_AIM OF THE EXERCISE_
Those lines of the records that contain "current" are to be located and copied.

START PROVIDED ENTRIES

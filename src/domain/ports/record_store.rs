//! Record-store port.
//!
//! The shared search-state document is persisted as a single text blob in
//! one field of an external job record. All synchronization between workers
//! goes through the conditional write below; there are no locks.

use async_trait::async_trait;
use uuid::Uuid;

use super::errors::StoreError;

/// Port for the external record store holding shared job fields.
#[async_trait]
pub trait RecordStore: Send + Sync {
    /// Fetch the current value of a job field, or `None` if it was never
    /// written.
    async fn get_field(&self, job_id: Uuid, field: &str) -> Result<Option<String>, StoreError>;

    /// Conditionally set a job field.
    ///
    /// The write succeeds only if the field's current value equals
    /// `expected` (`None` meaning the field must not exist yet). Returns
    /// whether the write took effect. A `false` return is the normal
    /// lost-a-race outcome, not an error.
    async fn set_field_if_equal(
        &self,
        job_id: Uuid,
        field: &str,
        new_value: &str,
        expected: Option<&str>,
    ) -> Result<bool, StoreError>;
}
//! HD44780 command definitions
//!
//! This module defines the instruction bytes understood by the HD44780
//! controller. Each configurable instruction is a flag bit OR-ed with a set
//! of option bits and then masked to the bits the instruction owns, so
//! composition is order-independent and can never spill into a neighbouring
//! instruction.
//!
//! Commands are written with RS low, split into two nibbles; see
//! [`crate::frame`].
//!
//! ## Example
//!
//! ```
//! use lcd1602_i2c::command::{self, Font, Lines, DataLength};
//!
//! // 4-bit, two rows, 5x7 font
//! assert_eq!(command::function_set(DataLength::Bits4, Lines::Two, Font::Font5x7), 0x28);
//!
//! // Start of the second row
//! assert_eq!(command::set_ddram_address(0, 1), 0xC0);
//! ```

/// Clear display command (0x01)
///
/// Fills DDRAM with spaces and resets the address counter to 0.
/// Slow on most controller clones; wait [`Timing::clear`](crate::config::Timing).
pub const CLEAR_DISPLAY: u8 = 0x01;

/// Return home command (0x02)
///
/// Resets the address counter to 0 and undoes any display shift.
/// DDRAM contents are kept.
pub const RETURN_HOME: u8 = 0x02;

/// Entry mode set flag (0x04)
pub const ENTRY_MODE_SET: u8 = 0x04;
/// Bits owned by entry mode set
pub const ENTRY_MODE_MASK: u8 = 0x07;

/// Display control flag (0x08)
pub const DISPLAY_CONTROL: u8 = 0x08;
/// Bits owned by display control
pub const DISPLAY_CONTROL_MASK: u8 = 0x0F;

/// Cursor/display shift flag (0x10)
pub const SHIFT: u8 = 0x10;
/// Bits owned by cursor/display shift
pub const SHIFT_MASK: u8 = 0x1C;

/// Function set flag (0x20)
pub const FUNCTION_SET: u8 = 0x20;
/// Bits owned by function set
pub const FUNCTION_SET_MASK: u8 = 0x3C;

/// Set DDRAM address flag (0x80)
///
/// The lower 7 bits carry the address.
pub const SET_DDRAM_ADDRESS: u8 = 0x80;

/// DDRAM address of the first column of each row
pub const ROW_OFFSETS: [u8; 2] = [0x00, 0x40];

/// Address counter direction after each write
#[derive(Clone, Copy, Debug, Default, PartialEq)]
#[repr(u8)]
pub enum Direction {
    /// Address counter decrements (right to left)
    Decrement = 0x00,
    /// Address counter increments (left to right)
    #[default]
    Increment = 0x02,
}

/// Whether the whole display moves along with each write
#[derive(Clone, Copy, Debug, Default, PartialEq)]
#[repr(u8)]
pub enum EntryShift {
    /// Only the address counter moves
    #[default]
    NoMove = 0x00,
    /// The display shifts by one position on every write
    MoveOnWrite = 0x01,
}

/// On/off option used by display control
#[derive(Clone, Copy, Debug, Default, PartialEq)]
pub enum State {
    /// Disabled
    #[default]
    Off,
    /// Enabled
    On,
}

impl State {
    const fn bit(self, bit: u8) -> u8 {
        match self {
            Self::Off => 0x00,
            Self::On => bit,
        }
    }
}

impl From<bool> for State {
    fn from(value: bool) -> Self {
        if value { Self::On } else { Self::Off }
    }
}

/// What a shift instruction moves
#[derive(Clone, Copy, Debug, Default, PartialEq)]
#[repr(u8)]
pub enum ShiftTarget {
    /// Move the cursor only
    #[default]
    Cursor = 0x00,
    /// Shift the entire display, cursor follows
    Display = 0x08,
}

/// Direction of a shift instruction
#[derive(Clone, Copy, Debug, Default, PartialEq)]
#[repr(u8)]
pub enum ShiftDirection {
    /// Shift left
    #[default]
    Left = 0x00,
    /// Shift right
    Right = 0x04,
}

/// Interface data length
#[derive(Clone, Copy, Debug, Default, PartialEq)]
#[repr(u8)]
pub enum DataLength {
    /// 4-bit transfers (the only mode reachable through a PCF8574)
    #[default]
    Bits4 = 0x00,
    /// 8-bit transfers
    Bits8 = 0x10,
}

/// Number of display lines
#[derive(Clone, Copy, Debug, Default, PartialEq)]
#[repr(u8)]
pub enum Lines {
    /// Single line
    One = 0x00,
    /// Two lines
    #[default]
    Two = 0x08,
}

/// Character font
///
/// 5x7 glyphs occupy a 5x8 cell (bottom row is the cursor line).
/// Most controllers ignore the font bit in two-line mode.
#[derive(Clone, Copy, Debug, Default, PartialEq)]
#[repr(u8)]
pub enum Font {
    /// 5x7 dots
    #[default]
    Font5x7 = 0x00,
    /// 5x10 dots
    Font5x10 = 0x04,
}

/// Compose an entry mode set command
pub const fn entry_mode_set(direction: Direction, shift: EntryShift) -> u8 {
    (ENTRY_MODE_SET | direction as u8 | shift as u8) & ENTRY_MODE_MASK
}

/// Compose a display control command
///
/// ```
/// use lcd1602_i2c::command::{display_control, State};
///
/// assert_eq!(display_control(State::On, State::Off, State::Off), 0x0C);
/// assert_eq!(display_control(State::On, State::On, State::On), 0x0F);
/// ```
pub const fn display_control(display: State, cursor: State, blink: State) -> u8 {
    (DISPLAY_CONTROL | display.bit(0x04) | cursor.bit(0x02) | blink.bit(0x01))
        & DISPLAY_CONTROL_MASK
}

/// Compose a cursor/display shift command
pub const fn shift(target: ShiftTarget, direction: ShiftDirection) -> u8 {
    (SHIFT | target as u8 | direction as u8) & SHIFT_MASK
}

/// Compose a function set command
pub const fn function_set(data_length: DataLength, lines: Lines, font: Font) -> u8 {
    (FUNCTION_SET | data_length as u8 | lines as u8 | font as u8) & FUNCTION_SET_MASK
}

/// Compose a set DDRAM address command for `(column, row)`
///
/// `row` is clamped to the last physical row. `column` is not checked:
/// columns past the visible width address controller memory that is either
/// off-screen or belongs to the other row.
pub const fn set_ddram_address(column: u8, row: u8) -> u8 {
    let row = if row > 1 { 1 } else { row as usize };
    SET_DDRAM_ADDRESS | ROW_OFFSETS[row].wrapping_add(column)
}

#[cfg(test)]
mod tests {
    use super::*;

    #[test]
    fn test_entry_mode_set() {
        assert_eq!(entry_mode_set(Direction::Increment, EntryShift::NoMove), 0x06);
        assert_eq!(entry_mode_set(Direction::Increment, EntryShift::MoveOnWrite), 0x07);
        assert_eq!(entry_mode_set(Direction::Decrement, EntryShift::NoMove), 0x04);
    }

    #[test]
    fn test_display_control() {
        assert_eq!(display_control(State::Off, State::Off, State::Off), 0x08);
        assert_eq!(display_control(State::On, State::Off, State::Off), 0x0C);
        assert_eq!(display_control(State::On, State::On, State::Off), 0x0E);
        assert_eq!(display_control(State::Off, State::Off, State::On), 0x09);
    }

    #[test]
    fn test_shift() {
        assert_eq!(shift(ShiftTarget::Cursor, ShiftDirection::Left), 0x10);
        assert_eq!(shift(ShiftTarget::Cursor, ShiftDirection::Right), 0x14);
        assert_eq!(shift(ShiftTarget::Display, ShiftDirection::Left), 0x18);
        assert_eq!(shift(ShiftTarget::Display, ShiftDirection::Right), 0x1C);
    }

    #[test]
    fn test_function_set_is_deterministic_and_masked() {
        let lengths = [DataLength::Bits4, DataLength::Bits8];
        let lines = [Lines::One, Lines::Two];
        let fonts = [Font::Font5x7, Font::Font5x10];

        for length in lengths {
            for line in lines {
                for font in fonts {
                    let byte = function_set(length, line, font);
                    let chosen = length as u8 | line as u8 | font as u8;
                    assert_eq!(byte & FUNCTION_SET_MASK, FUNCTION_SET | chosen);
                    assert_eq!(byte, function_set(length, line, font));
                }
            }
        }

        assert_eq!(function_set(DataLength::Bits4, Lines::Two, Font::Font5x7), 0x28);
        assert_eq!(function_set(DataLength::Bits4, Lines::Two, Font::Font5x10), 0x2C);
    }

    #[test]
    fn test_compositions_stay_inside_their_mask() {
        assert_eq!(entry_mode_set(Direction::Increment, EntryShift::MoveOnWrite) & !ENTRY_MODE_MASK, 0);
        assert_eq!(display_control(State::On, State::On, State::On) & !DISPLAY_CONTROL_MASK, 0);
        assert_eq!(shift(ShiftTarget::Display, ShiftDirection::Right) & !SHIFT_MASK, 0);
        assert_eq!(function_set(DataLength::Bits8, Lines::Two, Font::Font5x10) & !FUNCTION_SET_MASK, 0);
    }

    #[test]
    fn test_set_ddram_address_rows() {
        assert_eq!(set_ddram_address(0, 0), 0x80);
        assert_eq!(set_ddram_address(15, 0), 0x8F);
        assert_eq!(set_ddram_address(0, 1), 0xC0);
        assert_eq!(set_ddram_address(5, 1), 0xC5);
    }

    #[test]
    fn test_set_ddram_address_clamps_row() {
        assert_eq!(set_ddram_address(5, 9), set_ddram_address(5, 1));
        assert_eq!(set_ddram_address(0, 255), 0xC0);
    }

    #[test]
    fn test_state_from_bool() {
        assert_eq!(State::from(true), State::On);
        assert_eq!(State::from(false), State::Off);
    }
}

END PROVIDED ENTRIES
START PROVIDED ENTRIES

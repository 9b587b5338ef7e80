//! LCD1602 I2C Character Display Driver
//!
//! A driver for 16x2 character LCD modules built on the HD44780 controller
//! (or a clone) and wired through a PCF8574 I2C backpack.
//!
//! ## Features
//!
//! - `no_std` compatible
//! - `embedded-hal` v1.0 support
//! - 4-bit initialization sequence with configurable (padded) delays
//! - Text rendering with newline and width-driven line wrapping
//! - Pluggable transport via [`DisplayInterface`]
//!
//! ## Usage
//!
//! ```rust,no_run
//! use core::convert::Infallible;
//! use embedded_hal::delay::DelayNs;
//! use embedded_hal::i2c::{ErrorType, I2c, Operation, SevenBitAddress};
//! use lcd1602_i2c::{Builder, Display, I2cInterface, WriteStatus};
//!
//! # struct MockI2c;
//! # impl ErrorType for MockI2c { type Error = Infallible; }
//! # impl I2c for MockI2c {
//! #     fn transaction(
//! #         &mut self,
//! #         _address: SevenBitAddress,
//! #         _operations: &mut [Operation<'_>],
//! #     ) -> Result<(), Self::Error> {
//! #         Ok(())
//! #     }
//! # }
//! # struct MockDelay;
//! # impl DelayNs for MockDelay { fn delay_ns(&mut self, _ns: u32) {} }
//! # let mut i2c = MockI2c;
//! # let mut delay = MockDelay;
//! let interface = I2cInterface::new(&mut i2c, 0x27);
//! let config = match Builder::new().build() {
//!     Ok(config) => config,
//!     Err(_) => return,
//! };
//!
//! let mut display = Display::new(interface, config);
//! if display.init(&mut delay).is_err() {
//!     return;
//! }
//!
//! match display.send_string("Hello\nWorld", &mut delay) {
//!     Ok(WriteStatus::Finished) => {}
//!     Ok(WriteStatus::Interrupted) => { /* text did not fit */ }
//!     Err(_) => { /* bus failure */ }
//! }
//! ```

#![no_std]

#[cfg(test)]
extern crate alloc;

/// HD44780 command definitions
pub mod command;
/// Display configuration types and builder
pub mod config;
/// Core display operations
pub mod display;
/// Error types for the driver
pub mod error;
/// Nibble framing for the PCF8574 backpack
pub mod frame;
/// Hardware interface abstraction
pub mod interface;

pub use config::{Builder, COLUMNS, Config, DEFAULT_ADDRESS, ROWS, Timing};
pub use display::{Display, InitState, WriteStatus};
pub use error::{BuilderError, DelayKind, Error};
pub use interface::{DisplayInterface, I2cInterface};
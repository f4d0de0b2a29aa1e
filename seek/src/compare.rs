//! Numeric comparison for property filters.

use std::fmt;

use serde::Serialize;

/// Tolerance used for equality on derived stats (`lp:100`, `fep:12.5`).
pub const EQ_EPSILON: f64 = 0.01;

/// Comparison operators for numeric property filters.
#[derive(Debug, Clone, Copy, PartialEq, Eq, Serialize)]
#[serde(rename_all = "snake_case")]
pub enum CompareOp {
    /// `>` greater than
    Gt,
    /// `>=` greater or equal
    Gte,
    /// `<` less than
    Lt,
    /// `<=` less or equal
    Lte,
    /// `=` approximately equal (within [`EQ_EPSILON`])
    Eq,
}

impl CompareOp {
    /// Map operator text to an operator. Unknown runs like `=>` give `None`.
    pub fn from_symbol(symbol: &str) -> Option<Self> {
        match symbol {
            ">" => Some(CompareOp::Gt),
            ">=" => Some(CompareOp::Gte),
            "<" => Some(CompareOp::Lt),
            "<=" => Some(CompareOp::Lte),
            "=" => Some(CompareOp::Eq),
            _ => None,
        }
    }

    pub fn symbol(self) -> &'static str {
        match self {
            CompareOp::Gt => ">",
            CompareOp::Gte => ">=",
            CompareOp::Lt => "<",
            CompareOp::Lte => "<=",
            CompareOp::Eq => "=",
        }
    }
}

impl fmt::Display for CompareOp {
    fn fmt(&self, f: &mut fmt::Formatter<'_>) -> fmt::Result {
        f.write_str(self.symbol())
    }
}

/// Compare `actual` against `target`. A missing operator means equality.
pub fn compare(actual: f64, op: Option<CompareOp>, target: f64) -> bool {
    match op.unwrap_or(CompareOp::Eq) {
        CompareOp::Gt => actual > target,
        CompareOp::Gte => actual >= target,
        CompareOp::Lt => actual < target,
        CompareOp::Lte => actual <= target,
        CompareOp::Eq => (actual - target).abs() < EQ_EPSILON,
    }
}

END PROVIDED ENTRIES

_ANSWER BOX_
    /// Fetch the current value of a job field, or `None` if it was never
    /// The write succeeds only if the field's current value equals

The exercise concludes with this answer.